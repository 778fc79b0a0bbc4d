use crate::errors::LaunchError;
use std::{
    env,
    path::{Path, PathBuf},
};

/// Resolve `program` the way a shell would before exec.
///
/// Names with a path separator are used as given, bare names are searched
/// for in `$PATH` in order.
pub fn resolve(program: &str) -> Result<PathBuf, LaunchError> {
    let not_found = || LaunchError::NotFound {
        program: program.to_string(),
    };
    if program.is_empty() {
        return Err(not_found());
    }
    let path = Path::new(program);
    if path.components().count() > 1 {
        return if is_executable(path) {
            Ok(path.to_path_buf())
        } else {
            Err(not_found())
        };
    }
    let path_var = env::var_os("PATH").ok_or_else(not_found)?;
    env::split_paths(&path_var)
        .filter(|dir| !dir.as_os_str().is_empty())
        .map(|dir| dir.join(program))
        .find(|candidate| is_executable(candidate))
        .ok_or_else(not_found)
}

fn is_executable(path: &Path) -> bool {
    let metadata = match path.metadata() {
        Ok(metadata) if metadata.is_file() => metadata,
        _ => return false,
    };
    #[cfg(unix)]
    {
        use std::os::unix::fs::PermissionsExt;
        metadata.permissions().mode() & 0o111 != 0
    }
    #[cfg(not(unix))]
    {
        let _ = metadata;
        true
    }
}

#[cfg(test)]
mod tests {
    use super::*;

    #[test]
    fn finds_bare_name_in_path() {
        let path = resolve("sh").expect("sh on PATH");
        assert!(path.is_absolute());
        assert!(path.ends_with("sh"));
    }

    #[test]
    fn accepts_explicit_path() {
        let sh = resolve("sh").expect("sh on PATH");
        let again = resolve(sh.to_str().expect("utf-8 path")).expect("explicit path");
        assert_eq!(sh, again);
    }

    #[test]
    fn rejects_missing_and_empty() {
        assert!(matches!(
            resolve("definitely_not_a_command_xyz"),
            Err(LaunchError::NotFound { .. })
        ));
        assert!(matches!(resolve(""), Err(LaunchError::NotFound { .. })));
        assert!(resolve("/nonexistent/bin/tool").is_err());
    }

    #[test]
    fn relative_path_is_not_searched_in_path() {
        // sh is on PATH, but neither name points at it from the crate dir
        assert!(resolve("sh").is_ok());
        assert!(matches!(resolve("./sh"), Err(LaunchError::NotFound { .. })));
        assert!(matches!(resolve("bin/sh"), Err(LaunchError::NotFound { .. })));
    }

    #[cfg(unix)]
    #[test]
    fn rejects_non_executable_file() {
        let file = tempfile::NamedTempFile::new().expect("temp file");
        let path = file.path().to_str().expect("utf-8 path");
        assert!(resolve(path).is_err());
    }
}
pub mod aggregator;
pub mod dispatcher;
pub mod worker;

● Work item: What is needed is a faithful transcription of every entry.

● Answer:
repository 778fc79b0a0bbc4d
use crate::errors::LaunchError;
use std::{
    env,
    path::{Path, PathBuf},
};

/// Resolve `program` the way a shell would before exec.
///
/// Names with a path separator are used as given, bare names are searched
/// for in `$PATH` in order.
pub fn resolve(program: &str) -> Result<PathBuf, LaunchError> {
    let not_found = || LaunchError::NotFound {
        program: program.to_string(),
    };
    if program.is_empty() {
        return Err(not_found());
    }
    let path = Path::new(program);
    if path.components().count() > 1 {
        return if is_executable(path) {
            Ok(path.to_path_buf())
        } else {
            Err(not_found())
        };
    }
    let path_var = env::var_os("PATH").ok_or_else(not_found)?;
    env::split_paths(&path_var)
        .filter(|dir| !dir.as_os_str().is_empty())
        .map(|dir| dir.join(program))
        .find(|candidate| is_executable(candidate))
        .ok_or_else(not_found)
}

fn is_executable(path: &Path) -> bool {
    let metadata = match path.metadata() {
        Ok(metadata) if metadata.is_file() => metadata,
        _ => return false,
    };
    #[cfg(unix)]
    {
        use std::os::unix::fs::PermissionsExt;
        metadata.permissions().mode() & 0o111 != 0
    }
    #[cfg(not(unix))]
    {
        let _ = metadata;
        true
    }
}

#[cfg(test)]
mod tests {
    use super::*;

    #[test]
    fn finds_bare_name_in_path() {
        let path = resolve("sh").expect("sh on PATH");
        assert!(path.is_absolute());
        assert!(path.ends_with("sh"));
    }

    #[test]
    fn accepts_explicit_path() {
        let sh = resolve("sh").expect("sh on PATH");
        let again = resolve(sh.to_str().expect("utf-8 path")).expect("explicit path");
        assert_eq!(sh, again);
    }

    #[test]
    fn rejects_missing_and_empty() {
        assert!(matches!(
            resolve("definitely_not_a_command_xyz"),
            Err(LaunchError::NotFound { .. })
        ));
        assert!(matches!(resolve(""), Err(LaunchError::NotFound { .. })));
        assert!(resolve("/nonexistent/bin/tool").is_err());
    }

    #[test]
    fn relative_path_is_not_searched_in_path() {
        // sh is on PATH, but neither name points at it from the crate dir
        assert!(resolve("sh").is_ok());
        assert!(matches!(resolve("./sh"), Err(LaunchError::NotFound { .. })));
        assert!(matches!(resolve("bin/sh"), Err(LaunchError::NotFound { .. })));
    }

    #[cfg(unix)]
    #[test]
    fn rejects_non_executable_file() {
        let file = tempfile::NamedTempFile::new().expect("temp file");
        let path = file.path().to_str().expect("utf-8 path");
        assert!(resolve(path).is_err());
    }
}
pub mod aggregator;
pub mod dispatcher;
pub mod worker;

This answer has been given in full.